But my biggest concern is that the new Railking SW1 runs really rough at low speeds. It slows down on curves and over switches for some inexplicable reason and often jerks to a stop at slow speeds then lurches forward and it has a mind of it's own when it comes to momentum. I'm hoping this is just a break-in issue but my Lionel locos exhibited none of these issues right out of the box, so I'm not sure if is really the loco or something with the DCC system. But the rough running is is a really big problem because if I can't get the loco to settle down, there's no point in even thinking about trying to fine-tuning protothrottle operations -- if I can't get solve the rough slow running (I have a switching layout) that may end the idea of running Protothrottle on 3-rail for me.

Stay tuned...

Last edited by Garfield Irwin

When I get home today, I am going to revisit DCC with one of my MTH locos.  I think I have some older ones that have the switch.  If you did need more  power for some reason, NCE has the SB5 booster although there are other cheaper booster options such as Tam Valley DCC booster ($60) that you can power off an old computer laptop charger.  I have 8 of those for all the power districts at our HO club layout.

Brendan

Last edited by Brendan

2-Railer here.  If you are determined to try to get this work.  I would suggest removing the MTH electronics and installing an ESU Loksound V5 decoder and doing as another poster stated and wire the motors in series.  Wiring the motors in series will cut the top speed in half but will also give better resolution at  slow speed.  Us 2-railers often sell the old MTH electronics to 3-railers wanting to upgrade to PS3, so you can recoup some of the money you shell out for new ESU Loksound decoder by selling off the PS3 electronics.  Wiring up the new decoder to make it run and have sound is pretty easy but wiring up the lighting is usually the hardest part as you have to reverse engineer how the lighting is supposed to work on the PS3 electronics and hook it up to the new decoder functions, which may also require adding some dropping resistors for LEDs, if MTH PS3 decoders had them integrated into their decoder electronics and not included externally in the lighting circuit.
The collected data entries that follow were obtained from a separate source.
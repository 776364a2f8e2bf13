//! `ServerRuntime` builder and the startup sequence.
//!
//! The process entry point owns the runtime: it builds it once, runs it,
//! and tears it down on shutdown. Components that need the resolved
//! context get the cache handed to them through [`ServerRuntime::cache`].

use std::sync::Arc;

use hathora_control::{CancelToken, ControlPlane};
use hathora_resolver::{
    Absence, ContextCache, DeployEnv, Resolution, ResolverConfig, ServerContextResolver,
};
use tracing::info;

use crate::{HathoraError, SessionStartConfig, SessionStarter};

/// Port the game server binds inside the container unless told otherwise.
pub const DEFAULT_CONTAINER_PORT: u16 = 7777;

/// How a [`ServerRuntime::run`] ended without an error.
#[derive(Debug, Clone, PartialEq, Eq)]
pub enum RunOutcome {
    /// No process id in the environment. Nothing to host.
    NotDeployed,
    /// The control plane reports the process as stopped.
    ProcessStopped,
    /// The session was started with this config.
    Started(SessionStartConfig),
}

/// Builder for a [`ServerRuntime`].
///
/// # Example
///
/// ```rust,ignore
/// let runtime = ServerRuntime::builder()
///     .container_port(7777)
///     .config(ResolverConfig { lobby_expected: true, ..Default::default() })
///     .build(Arc::new(my_control_plane));
/// runtime.run(&my_starter, &CancelToken::new()).await?;
/// runtime.teardown();
/// ```
#[derive(Debug)]
pub struct ServerRuntimeBuilder {
    env: Option<DeployEnv>,
    config: ResolverConfig,
    container_port: u16,
}

impl ServerRuntimeBuilder {
    /// Creates a builder that reads the process environment at build time.
    pub fn new() -> Self {
        Self {
            env: None,
            config: ResolverConfig::default(),
            container_port: DEFAULT_CONTAINER_PORT,
        }
    }

    /// Uses `env` instead of reading the process environment.
    pub fn env(mut self, env: DeployEnv) -> Self {
        self.env = Some(env);
        self
    }

    pub fn config(mut self, config: ResolverConfig) -> Self {
        self.config = config;
        self
    }

    pub fn container_port(mut self, port: u16) -> Self {
        self.container_port = port;
        self
    }

    /// Wires the resolver and cache around `control`.
    pub fn build<C: ControlPlane>(self, control: Arc<C>) -> ServerRuntime<C> {
        let env = self.env.unwrap_or_else(DeployEnv::from_env);
        let cache = Arc::new(ContextCache::for_env(&env, self.config.cache.clone()));
        let resolver = ServerContextResolver::new(control, &env, &self.config, Arc::clone(&cache));
        info!(
            deployed = env.is_deployed(),
            mock = env.is_mock(),
            container_port = self.container_port,
            "server runtime initialized"
        );
        ServerRuntime {
            env,
            config: self.config,
            container_port: self.container_port,
            cache,
            resolver,
        }
    }
}

impl Default for ServerRuntimeBuilder {
    fn default() -> Self {
        Self::new()
    }
}

/// The resolver, its cache and the startup sequence for one process.
pub struct ServerRuntime<C> {
    env: DeployEnv,
    config: ResolverConfig,
    container_port: u16,
    cache: Arc<ContextCache>,
    resolver: ServerContextResolver<C>,
}

impl ServerRuntime<()> {
    /// Creates a builder. The control plane type is picked at
    /// [`build`](ServerRuntimeBuilder::build).
    pub fn builder() -> ServerRuntimeBuilder {
        ServerRuntimeBuilder::new()
    }
}

impl<C: ControlPlane> ServerRuntime<C> {
    pub fn env(&self) -> &DeployEnv {
        &self.env
    }

    pub fn config(&self) -> &ResolverConfig {
        &self.config
    }

    /// The shared context cache. Hand this to anything that needs the
    /// server context or wants to hear about new resolutions.
    pub fn cache(&self) -> &Arc<ContextCache> {
        &self.cache
    }

    pub fn resolver(&self) -> &ServerContextResolver<C> {
        &self.resolver
    }

    /// Resolves the server context and starts the session.
    ///
    /// Resolution is bounded by the configured `resolve_deadline` as well
    /// as by `cancel`: every remote call, including a hung single fetch,
    /// is abandoned once either fires. A non-deployed process returns
    /// [`RunOutcome::NotDeployed`] without touching the control plane.
    pub async fn run<S: SessionStarter>(
        &self,
        starter: &S,
        cancel: &CancelToken,
    ) -> Result<RunOutcome, HathoraError> {
        if !self.env.is_deployed() {
            info!("not running on Hathora, skipping server context resolution");
            return Ok(RunOutcome::NotDeployed);
        }

        let deadline = cancel.child_with_deadline(self.config.resolve_deadline);
        let ctx = match self
            .resolver
            .resolve(self.config.lobby_expected, &deadline)
            .await?
        {
            Resolution::Resolved(ctx) => ctx,
            Resolution::Absent(Absence::NotDeployed) => return Ok(RunOutcome::NotDeployed),
            Resolution::Absent(Absence::ProcessStopped) => {
                return Ok(RunOutcome::ProcessStopped);
            }
            Resolution::Cancelled => return Err(HathoraError::Cancelled),
        };

        let start =
            SessionStartConfig::from_context(&ctx, self.container_port, self.env.region).await?;
        info!(%start, "starting session");
        starter.start(start.clone()).await?;
        Ok(RunOutcome::Started(start))
    }

    /// Drops every cache subscriber. Call once on shutdown.
    pub fn teardown(&self) {
        let dropped = self.cache.subscriber_count();
        self.cache.clear_subscribers();
        info!(subscribers = dropped, "server runtime torn down");
    }
}
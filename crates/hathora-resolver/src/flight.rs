//! Single-flight bookkeeping: one resolution per key at a time.
//!
//! The first caller for a key becomes the leader and runs the resolution.
//! Later callers subscribe to the leader's `watch` channel and receive a
//! clone of its outcome. If the leader goes away without publishing an
//! outcome (dropped or cancelled), the channel closes and a follower
//! takes over as the new leader.

use std::collections::HashMap;
use std::sync::atomic::{AtomicU64, Ordering};
use std::sync::{Mutex, MutexGuard, PoisonError};

use hathora_model::ProcessId;
use tokio::sync::watch;

use crate::{ResolveError, Resolution};

pub(crate) type Outcome = Result<Resolution, ResolveError>;
type Key = (ProcessId, bool);

#[derive(Debug)]
struct Flight {
    id: u64,
    outcome: watch::Receiver<Option<Outcome>>,
}

#[derive(Debug, Default)]
pub(crate) struct InFlight {
    flights: Mutex<HashMap<Key, Flight>>,
    next_id: AtomicU64,
}

pub(crate) enum Role<'a> {
    Leader(LeaderGuard<'a>),
    Follower(watch::Receiver<Option<Outcome>>),
}

impl InFlight {
    /// Joins the flight for `key`, starting one if none is running.
    pub(crate) fn join(&self, key: Key) -> Role<'_> {
        let mut flights = self.lock();
        if let Some(flight) = flights.get(&key) {
            return Role::Follower(flight.outcome.clone());
        }

        let id = self.next_id.fetch_add(1, Ordering::Relaxed);
        let (tx, rx) = watch::channel(None);
        flights.insert(key.clone(), Flight { id, outcome: rx });
        Role::Leader(LeaderGuard {
            flights: self,
            key,
            id,
            tx,
        })
    }

    #[cfg(test)]
    pub(crate) fn len(&self) -> usize {
        self.lock().len()
    }

    fn lock(&self) -> MutexGuard<'_, HashMap<Key, Flight>> {
        self.flights.lock().unwrap_or_else(PoisonError::into_inner)
    }
}

/// Held by the leader while it resolves. Removes the flight on drop.
pub(crate) struct LeaderGuard<'a> {
    flights: &'a InFlight,
    key: Key,
    id: u64,
    tx: watch::Sender<Option<Outcome>>,
}

impl LeaderGuard<'_> {
    /// Hands `outcome` to every follower. A cancelled outcome belongs to
    /// the leader's token only, so it is not shared.
    pub(crate) fn finish(self, outcome: &Outcome) {
        if matches!(outcome, Ok(Resolution::Cancelled)) {
            return;
        }
        self.tx.send_replace(Some(outcome.clone()));
    }
}

impl Drop for LeaderGuard<'_> {
    fn drop(&mut self) {
        let mut flights = self.flights.lock();
        // A newer flight may already own the key.
        if flights.get(&self.key).is_some_and(|f| f.id == self.id) {
            flights.remove(&self.key);
        }
    }
}

/// Waits for the leader's outcome. `None` means the leader went away
/// without one.
pub(crate) async fn wait(mut rx: watch::Receiver<Option<Outcome>>) -> Option<Outcome> {
    match rx.wait_for(Option::is_some).await {
        Ok(shared) => shared.clone(),
        Err(_) => None,
    }
}
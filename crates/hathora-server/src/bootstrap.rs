//! Handing a resolved server context to the session layer.
//!
//! The session network (whatever hosts the actual game session) is an
//! external collaborator. It needs three things from us: the port to bind
//! inside the container, the public address clients dial, and which
//! session region to register in. [`SessionStartConfig`] carries exactly
//! that, and [`SessionStarter`] is the hook that receives it.

use std::fmt;
use std::net::IpAddr;

use hathora_model::{Region, ServerContext};
use serde::{Deserialize, Serialize};

use crate::{HathoraError, SessionRegion};

/// Everything the session layer needs to start hosting.
#[derive(Debug, Clone, PartialEq, Eq, Serialize, Deserialize)]
pub struct SessionStartConfig {
    /// Port the game server listens on inside the container.
    pub bind_port: u16,
    /// Public address clients connect to, from the room's connection info.
    pub public_ip: IpAddr,
    pub public_port: u16,
    pub region: SessionRegion,
}

impl SessionStartConfig {
    /// Builds the start config from a resolved context.
    ///
    /// The public host is DNS-resolved, preferring IPv4. `env_region`
    /// (from `HATHORA_REGION`) wins over the region the control plane
    /// reports for the process.
    pub async fn from_context(
        ctx: &ServerContext,
        container_port: u16,
        env_region: Option<Region>,
    ) -> Result<Self, HathoraError> {
        let public = ctx.resolve_socket_addr().await?;
        let region = env_region.unwrap_or_else(|| ctx.region());
        Ok(Self {
            bind_port: container_port,
            public_ip: public.ip(),
            public_port: public.port(),
            region: SessionRegion::from_hathora(region),
        })
    }
}

impl fmt::Display for SessionStartConfig {
    fn fmt(&self, f: &mut fmt::Formatter<'_>) -> fmt::Result {
        write!(
            f,
            "bind=:{} public={}:{} region={}",
            self.bind_port, self.public_ip, self.public_port, self.region
        )
    }
}

/// Starts the game session once the server knows who it is.
///
/// # Trait bounds
///
/// `Send + Sync + 'static` so one starter can live for the whole process
/// and be called from any task.
///
/// # Example
///
/// ```rust
/// use hathora_server::{HathoraError, SessionStartConfig, SessionStarter};
///
/// struct PrintStarter;
///
/// impl SessionStarter for PrintStarter {
///     async fn start(&self, config: SessionStartConfig) -> Result<(), HathoraError> {
///         println!("hosting on {config}");
///         Ok(())
///     }
/// }
/// ```
pub trait SessionStarter: Send + Sync + 'static {
    fn start(
        &self,
        config: SessionStartConfig,
    ) -> impl std::future::Future<Output = Result<(), HathoraError>> + Send;
}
Yes, MTH DCC support in their PS3 locos is not that great when it comes to configurability or even running characteristics.  However, from the ESU Loksound aside from your "non-manual changing CVs" programming options, there is a free software tool called JMRI or you can purchase the ESU brand programmer.  The ESU programmer with included software runs around $150.  The free JMRI software that will allow you to do configurations of CVs from your PC but will not allow you to upload sound files.  Therefore, your decoder will have to be purchased with the correct sound file pre-installed, but vendors, such as Tony's Train Exchange, can do that for you.  The ESU programmer allows you to upload sound files and has a nice custom interface for setting all of the driving, functions, and sound characteristics.   All sound files can be downloaded off the ESU web site for free.

Lastly, another option for a great-running switching locomotive is to get a 3-Rail Atlas SW7, or SW9, SW1200 as these locomotives had a super smooth horizontal drive in them, even the 3-Rail version.  You will still need to rip out the old Atlas 3-Rail electronics and replace them with an ESU Loksound V5 size L decoder but running characteristics are fantastic out of the box, especially nice for a switching layout.   

In either case, if you go with installing a new ESU Loksound decoder, then a really nice sound upgrade is to install a Tang Band 1925S speaker in place of the stock MTH speaker.  The low-frequency (bass) sound quality goes up exponentially with this speaker.  Adding this speaker will most likely require making some custom bracketry inside the loco to mount the speaker as it will be a completely different form factor than the stock MTH speaker.  3D printing a custom bracket also comes in handy here, too.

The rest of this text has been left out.